Data supplied below:

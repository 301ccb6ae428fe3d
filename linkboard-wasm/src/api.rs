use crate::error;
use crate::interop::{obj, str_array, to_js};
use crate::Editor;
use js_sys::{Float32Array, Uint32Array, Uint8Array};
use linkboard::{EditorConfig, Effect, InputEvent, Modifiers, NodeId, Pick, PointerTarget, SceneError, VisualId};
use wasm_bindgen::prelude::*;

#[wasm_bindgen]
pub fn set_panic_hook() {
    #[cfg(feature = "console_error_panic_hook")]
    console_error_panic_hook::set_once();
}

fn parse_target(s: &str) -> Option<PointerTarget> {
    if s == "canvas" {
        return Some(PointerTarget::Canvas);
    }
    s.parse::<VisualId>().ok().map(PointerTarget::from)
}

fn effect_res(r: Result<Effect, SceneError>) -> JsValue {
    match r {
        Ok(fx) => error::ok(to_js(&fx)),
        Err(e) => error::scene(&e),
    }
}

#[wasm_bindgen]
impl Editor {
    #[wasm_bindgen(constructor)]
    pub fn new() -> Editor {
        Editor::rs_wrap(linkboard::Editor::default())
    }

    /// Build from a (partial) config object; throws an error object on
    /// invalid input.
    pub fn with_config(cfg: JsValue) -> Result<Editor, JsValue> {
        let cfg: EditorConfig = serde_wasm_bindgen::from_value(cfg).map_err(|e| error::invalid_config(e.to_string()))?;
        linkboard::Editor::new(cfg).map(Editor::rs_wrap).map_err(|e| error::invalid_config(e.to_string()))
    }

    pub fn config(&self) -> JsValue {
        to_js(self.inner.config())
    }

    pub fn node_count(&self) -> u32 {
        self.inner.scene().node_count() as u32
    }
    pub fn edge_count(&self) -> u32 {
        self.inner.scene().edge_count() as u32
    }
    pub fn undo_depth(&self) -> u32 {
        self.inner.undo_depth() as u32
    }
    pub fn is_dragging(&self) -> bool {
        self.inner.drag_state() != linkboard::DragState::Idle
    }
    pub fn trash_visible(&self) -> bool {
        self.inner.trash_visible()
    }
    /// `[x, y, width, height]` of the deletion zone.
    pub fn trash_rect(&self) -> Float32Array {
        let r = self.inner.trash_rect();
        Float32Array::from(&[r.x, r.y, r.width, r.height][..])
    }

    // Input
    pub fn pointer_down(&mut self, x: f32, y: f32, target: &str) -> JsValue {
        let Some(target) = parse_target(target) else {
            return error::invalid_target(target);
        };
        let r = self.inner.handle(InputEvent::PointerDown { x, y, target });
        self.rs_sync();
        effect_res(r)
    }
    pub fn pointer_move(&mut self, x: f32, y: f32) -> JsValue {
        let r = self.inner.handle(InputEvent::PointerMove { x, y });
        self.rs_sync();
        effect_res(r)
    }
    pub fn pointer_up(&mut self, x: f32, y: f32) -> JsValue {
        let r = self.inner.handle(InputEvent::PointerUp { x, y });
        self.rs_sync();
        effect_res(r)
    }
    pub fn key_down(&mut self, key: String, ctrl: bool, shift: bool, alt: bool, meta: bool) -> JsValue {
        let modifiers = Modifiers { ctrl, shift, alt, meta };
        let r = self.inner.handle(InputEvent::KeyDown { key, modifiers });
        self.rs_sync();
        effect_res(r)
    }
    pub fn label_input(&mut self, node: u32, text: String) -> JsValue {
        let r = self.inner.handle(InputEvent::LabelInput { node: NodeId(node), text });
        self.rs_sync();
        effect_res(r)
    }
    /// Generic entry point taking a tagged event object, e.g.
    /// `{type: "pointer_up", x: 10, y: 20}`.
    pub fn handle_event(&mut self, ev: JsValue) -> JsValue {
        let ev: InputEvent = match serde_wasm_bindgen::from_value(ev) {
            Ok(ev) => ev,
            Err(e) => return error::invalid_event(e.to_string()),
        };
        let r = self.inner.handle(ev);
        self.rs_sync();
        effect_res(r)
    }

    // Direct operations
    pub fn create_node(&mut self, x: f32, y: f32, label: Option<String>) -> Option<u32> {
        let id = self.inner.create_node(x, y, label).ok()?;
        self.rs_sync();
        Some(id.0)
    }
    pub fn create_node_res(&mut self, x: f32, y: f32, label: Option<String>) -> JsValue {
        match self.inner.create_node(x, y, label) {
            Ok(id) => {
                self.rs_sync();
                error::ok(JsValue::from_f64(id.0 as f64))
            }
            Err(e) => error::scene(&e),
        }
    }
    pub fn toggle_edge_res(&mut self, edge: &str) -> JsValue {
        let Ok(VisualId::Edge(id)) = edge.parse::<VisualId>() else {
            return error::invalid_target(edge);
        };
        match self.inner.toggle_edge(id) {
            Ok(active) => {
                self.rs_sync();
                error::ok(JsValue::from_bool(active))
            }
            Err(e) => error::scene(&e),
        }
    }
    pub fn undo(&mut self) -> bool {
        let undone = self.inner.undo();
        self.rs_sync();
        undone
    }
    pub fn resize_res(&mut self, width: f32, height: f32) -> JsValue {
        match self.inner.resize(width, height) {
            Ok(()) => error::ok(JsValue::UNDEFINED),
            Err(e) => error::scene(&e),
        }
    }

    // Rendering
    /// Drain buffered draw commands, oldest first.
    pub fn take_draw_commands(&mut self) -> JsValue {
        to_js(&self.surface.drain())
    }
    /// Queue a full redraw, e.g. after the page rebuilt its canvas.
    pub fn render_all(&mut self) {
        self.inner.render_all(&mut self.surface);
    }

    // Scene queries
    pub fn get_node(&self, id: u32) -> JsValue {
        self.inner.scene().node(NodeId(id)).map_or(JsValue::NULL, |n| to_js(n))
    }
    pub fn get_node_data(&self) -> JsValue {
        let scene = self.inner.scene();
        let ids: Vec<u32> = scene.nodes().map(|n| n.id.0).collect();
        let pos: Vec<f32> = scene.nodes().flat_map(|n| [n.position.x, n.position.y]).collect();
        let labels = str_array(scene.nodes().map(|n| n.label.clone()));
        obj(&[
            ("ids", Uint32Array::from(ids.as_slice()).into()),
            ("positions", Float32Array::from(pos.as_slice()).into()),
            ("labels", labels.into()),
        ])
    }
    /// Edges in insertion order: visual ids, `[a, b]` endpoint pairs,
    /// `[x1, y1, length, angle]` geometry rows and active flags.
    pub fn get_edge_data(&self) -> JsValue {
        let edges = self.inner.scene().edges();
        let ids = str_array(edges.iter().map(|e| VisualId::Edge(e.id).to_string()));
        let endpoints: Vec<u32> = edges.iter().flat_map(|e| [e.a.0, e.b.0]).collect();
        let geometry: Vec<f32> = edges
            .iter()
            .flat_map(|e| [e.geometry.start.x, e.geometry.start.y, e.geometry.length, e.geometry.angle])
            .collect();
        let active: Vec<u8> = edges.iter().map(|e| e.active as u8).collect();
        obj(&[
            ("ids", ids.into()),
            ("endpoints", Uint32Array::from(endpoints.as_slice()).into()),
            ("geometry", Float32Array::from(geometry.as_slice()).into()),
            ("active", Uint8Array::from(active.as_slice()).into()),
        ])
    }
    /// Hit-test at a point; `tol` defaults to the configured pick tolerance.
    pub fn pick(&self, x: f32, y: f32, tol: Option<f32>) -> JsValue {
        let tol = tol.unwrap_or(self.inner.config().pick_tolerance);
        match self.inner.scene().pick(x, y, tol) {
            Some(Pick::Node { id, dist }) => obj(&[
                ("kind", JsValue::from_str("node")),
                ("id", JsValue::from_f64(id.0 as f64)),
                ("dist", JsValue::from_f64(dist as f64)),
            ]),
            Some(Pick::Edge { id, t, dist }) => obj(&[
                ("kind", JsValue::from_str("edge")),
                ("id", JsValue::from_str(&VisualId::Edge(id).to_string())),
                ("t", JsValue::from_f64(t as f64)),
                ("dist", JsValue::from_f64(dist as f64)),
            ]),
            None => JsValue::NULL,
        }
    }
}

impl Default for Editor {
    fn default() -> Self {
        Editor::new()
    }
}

End of Data supplied.

Work order => From the line holding "fn effect_res(r: Result<Effect, SceneError>)" to the line holding "the deletion zone.", inclusive, restate each line above exactly as written.

Completed exercise =>
fn effect_res(r: Result<Effect, SceneError>) -> JsValue {
    match r {
        Ok(fx) => error::ok(to_js(&fx)),
        Err(e) => error::scene(&e),
    }
}

#[wasm_bindgen]
impl Editor {
    #[wasm_bindgen(constructor)]
    pub fn new() -> Editor {
        Editor::rs_wrap(linkboard::Editor::default())
    }

    /// Build from a (partial) config object; throws an error object on
    /// invalid input.
    pub fn with_config(cfg: JsValue) -> Result<Editor, JsValue> {
        let cfg: EditorConfig = serde_wasm_bindgen::from_value(cfg).map_err(|e| error::invalid_config(e.to_string()))?;
        linkboard::Editor::new(cfg).map(Editor::rs_wrap).map_err(|e| error::invalid_config(e.to_string()))
    }

    pub fn config(&self) -> JsValue {
        to_js(self.inner.config())
    }

    pub fn node_count(&self) -> u32 {
        self.inner.scene().node_count() as u32
    }
    pub fn edge_count(&self) -> u32 {
        self.inner.scene().edge_count() as u32
    }
    pub fn undo_depth(&self) -> u32 {
        self.inner.undo_depth() as u32
    }
    pub fn is_dragging(&self) -> bool {
        self.inner.drag_state() != linkboard::DragState::Idle
    }
    pub fn trash_visible(&self) -> bool {
        self.inner.trash_visible()
    }
    /// `[x, y, width, height]` of the deletion zone.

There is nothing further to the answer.